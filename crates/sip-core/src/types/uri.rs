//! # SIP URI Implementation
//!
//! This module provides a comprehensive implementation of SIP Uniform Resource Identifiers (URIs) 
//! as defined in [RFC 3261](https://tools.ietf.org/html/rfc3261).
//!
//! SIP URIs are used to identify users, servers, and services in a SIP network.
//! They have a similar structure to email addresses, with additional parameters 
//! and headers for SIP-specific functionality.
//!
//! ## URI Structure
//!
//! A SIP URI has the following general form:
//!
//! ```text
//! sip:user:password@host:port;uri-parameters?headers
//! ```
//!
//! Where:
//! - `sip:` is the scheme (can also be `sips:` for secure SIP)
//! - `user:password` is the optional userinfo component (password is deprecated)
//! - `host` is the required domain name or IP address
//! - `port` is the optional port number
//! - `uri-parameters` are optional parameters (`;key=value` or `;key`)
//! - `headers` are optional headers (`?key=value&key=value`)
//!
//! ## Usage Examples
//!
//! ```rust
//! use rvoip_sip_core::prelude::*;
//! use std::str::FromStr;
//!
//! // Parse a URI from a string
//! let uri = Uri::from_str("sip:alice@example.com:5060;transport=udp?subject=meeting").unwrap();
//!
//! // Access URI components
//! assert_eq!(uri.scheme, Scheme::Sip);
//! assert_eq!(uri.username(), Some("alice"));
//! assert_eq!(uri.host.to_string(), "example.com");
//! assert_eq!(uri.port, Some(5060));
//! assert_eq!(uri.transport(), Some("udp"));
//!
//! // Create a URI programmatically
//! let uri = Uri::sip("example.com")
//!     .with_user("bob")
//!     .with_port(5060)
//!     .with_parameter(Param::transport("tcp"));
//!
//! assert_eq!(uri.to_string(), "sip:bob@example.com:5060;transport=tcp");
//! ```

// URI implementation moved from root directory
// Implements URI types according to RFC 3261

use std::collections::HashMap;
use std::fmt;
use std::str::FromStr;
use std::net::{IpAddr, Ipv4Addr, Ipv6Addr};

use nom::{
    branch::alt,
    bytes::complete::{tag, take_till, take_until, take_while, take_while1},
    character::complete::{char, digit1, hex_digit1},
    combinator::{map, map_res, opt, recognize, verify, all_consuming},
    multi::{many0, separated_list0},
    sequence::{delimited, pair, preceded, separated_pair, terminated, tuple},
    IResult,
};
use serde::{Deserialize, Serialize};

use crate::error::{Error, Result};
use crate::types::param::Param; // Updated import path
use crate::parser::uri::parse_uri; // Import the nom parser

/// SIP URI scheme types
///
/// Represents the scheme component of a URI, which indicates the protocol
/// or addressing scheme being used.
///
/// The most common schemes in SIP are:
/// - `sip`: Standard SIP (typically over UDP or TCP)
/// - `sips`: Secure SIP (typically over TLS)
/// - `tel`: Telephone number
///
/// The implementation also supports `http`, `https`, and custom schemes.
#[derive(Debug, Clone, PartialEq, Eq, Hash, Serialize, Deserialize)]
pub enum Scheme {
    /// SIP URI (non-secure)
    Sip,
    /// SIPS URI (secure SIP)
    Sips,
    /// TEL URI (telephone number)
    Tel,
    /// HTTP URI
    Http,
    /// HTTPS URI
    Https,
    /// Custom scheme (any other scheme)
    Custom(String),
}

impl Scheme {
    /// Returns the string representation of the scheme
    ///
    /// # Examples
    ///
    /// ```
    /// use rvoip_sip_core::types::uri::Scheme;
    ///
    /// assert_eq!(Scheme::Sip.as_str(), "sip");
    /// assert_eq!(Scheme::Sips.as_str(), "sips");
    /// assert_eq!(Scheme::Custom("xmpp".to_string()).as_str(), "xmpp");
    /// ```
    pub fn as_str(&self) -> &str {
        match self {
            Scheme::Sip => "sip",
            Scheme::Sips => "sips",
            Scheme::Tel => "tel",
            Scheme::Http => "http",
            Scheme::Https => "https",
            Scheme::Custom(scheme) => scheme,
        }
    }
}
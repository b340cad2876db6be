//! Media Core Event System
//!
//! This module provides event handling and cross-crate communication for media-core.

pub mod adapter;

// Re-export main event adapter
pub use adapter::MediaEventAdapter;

TASK INSTRUCTIONS: The answer must be the line containing "repository b340cad2876db6be" and every line after it to the end of the records, repeated exactly.

EXERCISE RESULT:
repository b340cad2876db6be
//! Media Core Event System
//!
//! This module provides event handling and cross-crate communication for media-core.

pub mod adapter;

// Re-export main event adapter
pub use adapter::MediaEventAdapter;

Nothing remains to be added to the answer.